Semakin larut, semakin ramai pula pengunjung yang datang. Banyak orang-orang mulai memadati jalanan dan gang-gang. Insiden paling mengerikan terjadi di sebuah gang sempit berukuran kira-kira 4 meter dan curam menurun ke bawah di sebelah Hotel Hamilton. Pada jam 22.20 waktu setempat di gang tersebut, massa sudah tak dapat terbendung sehingga orang-orang yang berada di bawah terjatuh dan terjepit seperti efek domino.

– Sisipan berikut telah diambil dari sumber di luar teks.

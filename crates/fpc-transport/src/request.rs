use std::collections::BTreeMap;

use serde::{Deserialize, Serialize};

fn default_method() -> String {
    "GET".to_owned()
}

/// A complete description of one remote call.
///
/// `path` is relative to the service base URL unless it is an absolute
/// `http(s)://` URL. The serialized form is the backlog entry format.
#[derive(Debug, Clone, PartialEq, Eq, Serialize, Deserialize)]
pub struct Request {
    pub path: String,
    #[serde(default)]
    pub headers: BTreeMap<String, String>,
    #[serde(default)]
    pub cookies: BTreeMap<String, String>,
    #[serde(rename = "type", default = "default_method")]
    pub method: String,
    /// Form fields, sent url-encoded with `POST` and `PUT`.
    #[serde(rename = "bodyData", default)]
    pub body: BTreeMap<String, String>,
}

impl Request {
    /// A request with `method` to `path`.
    pub fn new(method: &str, path: impl Into<String>) -> Self {
        Self {
            path: path.into(),
            headers: BTreeMap::new(),
            cookies: BTreeMap::new(),
            method: method.to_ascii_uppercase(),
            body: BTreeMap::new(),
        }
    }

    pub fn get(path: impl Into<String>) -> Self {
        Self::new("GET", path)
    }

    pub fn post(path: impl Into<String>) -> Self {
        Self::new("POST", path)
    }

    #[must_use]
    pub fn header(mut self, name: impl Into<String>, value: impl Into<String>) -> Self {
        self.headers.insert(name.into(), value.into());
        self
    }

    #[must_use]
    pub fn cookie(mut self, name: impl Into<String>, value: impl Into<String>) -> Self {
        self.cookies.insert(name.into(), value.into());
        self
    }

    #[must_use]
    pub fn cookies(mut self, cookies: &BTreeMap<String, String>) -> Self {
        self.cookies
            .extend(cookies.iter().map(|(n, v)| (n.clone(), v.clone())));
        self
    }

    /// Add a form field.
    #[must_use]
    pub fn field(mut self, name: impl Into<String>, value: impl Into<String>) -> Self {
        self.body.insert(name.into(), value.into());
        self
    }

    /// Whether the form body is sent.
    #[must_use]
    pub fn has_body(&self) -> bool {
        matches!(self.method.as_str(), "POST" | "PUT")
    }

    /// The `Cookie` header value, if there are cookies.
    #[must_use]
    pub fn cookie_header(&self) -> Option<String> {
        if self.cookies.is_empty() {
            return None;
        }
        Some(
            self.cookies
                .iter()
                .map(|(n, v)| format!("{n}={v}"))
                .collect::<Vec<_>>()
                .join("; "),
        )
    }

    /// The url-encoded form body.
    #[must_use]
    pub fn encoded_body(&self) -> String {
        url::form_urlencoded::Serializer::new(String::new())
            .extend_pairs(&self.body)
            .finish()
    }
}

#[cfg(test)]
mod tests {
    use super::*;
    use pretty_assertions::assert_eq;

    #[test]
    fn test_serialized_field_names() {
        let request = Request::post("cache/purge/site1")
            .field("url", "https://example.com/")
            .header("X-Nitro-Url", "https://example.com/");

        let json: serde_json::Value = serde_json::to_value(&request).unwrap();

        assert_eq!(json["path"], "cache/purge/site1");
        assert_eq!(json["type"], "POST");
        assert_eq!(json["bodyData"]["url"], "https://example.com/");
        assert_eq!(json.get("async"), None);
    }

    #[test]
    fn test_deserialize_with_defaults() {
        let request: Request = serde_json::from_str(r#"{"path": "cache/get/site1/default"}"#).unwrap();

        assert_eq!(request, Request::get("cache/get/site1/default"));
    }

    #[test]
    fn test_deserialize_ignores_dispatch_flags() {
        let request: Request =
            serde_json::from_str(r#"{"path": "p", "type": "POST", "async": true, "verifySSL": false}"#)
                .unwrap();

        assert_eq!(request.path, "p");
        assert_eq!(request.method, "POST");
    }

    #[test]
    fn test_cookie_header_and_body() {
        let request = Request::post("p")
            .cookie("b", "2")
            .cookie("a", "1")
            .field("url", "https://example.com/?a=1&b=2")
            .field("reason", "post updated");

        assert_eq!(request.cookie_header().as_deref(), Some("a=1; b=2"));
        assert_eq!(
            request.encoded_body(),
            "reason=post+updated&url=https%3A%2F%2Fexample.com%2F%3Fa%3D1%26b%3D2"
        );
        assert!(request.has_body());
        assert!(!Request::get("p").has_body());
        assert_eq!(Request::get("p").cookie_header(), None);
    }
}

Sementara orang-orang di belakang terus mendorong tanpa tahu apa yang terjadi di depan. Aparat polisi, ambulans, pemadam kebakaran, relawan, hingga pejalan kaki pun dikerahkan untuk membantu para korban. Kebanyakan dari mereka mengalami kesulitan bernapas dan gagal jantung. Sebanyak 155 orang dinyatakan meninggal dan mayoritas masih berumur 20-an.